## TASK REQUIREMENTS
In the records below, some lines hold the word "algebra". Copy each of those lines.

Stored items
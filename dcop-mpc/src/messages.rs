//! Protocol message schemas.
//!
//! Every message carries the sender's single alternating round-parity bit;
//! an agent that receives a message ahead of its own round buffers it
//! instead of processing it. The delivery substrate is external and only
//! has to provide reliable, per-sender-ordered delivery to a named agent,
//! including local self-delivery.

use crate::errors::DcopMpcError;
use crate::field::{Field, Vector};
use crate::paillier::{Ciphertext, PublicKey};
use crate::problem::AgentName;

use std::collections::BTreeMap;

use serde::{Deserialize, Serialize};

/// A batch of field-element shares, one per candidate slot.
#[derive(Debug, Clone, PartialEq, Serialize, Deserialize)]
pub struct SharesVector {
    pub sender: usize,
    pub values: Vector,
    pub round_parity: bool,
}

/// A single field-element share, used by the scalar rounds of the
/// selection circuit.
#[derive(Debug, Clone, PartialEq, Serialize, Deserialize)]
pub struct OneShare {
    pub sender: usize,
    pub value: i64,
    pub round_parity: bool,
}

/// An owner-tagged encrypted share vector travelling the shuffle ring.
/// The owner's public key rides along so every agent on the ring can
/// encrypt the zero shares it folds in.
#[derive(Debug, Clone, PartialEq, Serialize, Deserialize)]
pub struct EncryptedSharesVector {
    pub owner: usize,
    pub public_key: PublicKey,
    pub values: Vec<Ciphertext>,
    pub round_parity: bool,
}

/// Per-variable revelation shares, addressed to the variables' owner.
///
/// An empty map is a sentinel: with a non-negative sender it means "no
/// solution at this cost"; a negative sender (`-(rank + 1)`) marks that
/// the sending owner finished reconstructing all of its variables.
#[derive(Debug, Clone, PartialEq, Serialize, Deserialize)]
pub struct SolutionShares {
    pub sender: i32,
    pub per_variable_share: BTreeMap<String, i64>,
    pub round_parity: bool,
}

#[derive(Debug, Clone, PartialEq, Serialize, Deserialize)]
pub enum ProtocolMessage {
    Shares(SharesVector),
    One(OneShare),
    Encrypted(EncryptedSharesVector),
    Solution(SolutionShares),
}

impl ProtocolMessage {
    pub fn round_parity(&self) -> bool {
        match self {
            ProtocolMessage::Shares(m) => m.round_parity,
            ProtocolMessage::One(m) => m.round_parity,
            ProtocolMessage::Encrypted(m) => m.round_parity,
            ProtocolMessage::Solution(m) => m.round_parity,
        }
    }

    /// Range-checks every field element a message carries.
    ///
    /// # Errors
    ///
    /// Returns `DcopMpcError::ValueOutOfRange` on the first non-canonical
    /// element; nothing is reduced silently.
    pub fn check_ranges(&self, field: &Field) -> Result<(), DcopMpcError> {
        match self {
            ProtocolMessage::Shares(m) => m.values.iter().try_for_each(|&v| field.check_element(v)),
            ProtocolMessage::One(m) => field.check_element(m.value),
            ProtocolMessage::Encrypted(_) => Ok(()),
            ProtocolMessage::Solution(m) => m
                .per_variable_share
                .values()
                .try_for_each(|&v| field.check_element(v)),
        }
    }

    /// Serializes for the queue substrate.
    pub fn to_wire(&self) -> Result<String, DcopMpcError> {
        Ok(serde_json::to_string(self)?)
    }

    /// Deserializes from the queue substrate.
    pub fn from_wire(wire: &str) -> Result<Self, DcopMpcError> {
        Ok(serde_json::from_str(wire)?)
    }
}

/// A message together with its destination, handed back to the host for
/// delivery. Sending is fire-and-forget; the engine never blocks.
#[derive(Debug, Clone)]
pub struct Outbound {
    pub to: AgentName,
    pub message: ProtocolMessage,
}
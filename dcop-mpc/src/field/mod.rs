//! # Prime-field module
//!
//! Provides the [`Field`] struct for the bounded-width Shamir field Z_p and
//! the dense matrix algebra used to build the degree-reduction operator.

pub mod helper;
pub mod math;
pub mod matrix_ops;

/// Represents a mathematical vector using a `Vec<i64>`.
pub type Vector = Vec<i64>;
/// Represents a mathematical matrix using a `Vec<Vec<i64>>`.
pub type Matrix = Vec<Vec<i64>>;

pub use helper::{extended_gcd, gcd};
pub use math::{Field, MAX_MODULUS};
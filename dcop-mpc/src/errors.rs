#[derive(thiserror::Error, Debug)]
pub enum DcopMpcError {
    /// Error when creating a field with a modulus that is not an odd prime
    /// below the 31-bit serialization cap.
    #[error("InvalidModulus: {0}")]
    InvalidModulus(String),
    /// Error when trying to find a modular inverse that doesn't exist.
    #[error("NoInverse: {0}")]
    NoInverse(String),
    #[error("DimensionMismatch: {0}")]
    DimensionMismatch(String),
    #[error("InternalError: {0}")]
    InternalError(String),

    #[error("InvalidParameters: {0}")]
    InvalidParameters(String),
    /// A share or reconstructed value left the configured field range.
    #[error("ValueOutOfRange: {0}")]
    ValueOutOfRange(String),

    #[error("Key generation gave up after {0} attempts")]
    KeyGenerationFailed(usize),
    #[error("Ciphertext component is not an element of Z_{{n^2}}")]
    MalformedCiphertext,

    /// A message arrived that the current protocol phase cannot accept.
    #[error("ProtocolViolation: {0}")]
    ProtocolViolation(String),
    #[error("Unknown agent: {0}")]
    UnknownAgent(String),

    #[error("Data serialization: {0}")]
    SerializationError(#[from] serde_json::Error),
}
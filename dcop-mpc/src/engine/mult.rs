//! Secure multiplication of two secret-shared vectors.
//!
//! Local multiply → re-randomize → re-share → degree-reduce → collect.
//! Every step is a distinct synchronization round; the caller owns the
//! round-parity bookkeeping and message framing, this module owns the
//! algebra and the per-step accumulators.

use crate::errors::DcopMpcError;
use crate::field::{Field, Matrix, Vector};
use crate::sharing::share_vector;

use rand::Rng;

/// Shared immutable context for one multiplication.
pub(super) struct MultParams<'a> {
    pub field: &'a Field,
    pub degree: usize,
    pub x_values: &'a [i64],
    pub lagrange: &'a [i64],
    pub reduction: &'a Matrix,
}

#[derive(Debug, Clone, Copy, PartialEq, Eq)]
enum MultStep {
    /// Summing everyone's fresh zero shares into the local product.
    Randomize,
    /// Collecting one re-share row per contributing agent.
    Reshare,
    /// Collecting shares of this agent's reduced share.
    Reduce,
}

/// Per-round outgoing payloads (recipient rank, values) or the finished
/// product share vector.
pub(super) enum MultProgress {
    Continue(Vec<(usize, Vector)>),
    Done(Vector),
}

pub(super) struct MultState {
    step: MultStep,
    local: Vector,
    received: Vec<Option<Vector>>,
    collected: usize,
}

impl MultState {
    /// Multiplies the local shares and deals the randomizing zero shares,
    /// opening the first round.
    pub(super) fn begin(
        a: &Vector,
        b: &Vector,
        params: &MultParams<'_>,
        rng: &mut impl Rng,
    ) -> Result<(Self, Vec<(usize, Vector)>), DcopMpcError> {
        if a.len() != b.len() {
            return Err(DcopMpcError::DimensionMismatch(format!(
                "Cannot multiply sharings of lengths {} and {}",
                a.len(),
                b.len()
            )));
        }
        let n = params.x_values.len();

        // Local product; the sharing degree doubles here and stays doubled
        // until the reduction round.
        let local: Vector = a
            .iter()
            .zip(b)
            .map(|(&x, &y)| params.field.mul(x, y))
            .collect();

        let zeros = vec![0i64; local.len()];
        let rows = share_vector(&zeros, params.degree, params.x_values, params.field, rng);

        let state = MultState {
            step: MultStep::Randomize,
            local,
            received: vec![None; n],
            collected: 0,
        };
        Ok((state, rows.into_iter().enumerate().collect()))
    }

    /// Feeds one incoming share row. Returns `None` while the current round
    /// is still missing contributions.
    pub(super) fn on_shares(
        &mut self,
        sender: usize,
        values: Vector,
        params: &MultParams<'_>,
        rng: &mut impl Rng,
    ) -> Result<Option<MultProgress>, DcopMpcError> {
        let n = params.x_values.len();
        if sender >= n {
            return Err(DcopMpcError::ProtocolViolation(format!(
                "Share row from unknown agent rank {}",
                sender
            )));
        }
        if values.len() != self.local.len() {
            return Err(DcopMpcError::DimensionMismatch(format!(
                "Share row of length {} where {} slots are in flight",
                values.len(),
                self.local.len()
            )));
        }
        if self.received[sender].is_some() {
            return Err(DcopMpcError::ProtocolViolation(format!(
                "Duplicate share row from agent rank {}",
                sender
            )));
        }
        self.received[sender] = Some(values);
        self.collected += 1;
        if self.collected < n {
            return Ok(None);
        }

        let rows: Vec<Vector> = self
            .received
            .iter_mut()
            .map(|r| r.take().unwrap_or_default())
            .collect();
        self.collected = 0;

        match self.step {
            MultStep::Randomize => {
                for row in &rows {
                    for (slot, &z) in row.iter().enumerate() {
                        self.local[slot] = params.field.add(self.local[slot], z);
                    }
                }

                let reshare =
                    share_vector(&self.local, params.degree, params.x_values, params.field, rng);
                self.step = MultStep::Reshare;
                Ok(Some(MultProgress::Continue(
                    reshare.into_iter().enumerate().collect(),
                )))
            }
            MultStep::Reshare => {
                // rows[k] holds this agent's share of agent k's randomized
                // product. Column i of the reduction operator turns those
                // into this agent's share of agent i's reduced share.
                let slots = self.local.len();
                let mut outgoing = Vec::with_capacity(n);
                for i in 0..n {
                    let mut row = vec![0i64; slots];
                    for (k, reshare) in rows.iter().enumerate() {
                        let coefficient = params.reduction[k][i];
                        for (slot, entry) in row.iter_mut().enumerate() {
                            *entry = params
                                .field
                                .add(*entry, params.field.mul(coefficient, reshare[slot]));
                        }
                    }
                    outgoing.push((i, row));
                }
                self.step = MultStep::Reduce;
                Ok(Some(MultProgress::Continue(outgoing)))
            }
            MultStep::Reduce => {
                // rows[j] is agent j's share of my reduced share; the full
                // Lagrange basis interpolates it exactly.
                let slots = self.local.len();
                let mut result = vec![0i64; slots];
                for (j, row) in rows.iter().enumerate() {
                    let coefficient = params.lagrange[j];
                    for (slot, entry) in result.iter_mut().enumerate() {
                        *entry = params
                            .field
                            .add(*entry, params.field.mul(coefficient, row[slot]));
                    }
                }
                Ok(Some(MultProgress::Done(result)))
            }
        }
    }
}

## EXERCISE RESPONSE
//! the dense matrix algebra used to build the degree-reduction operator.
//! algebra and the per-step accumulators.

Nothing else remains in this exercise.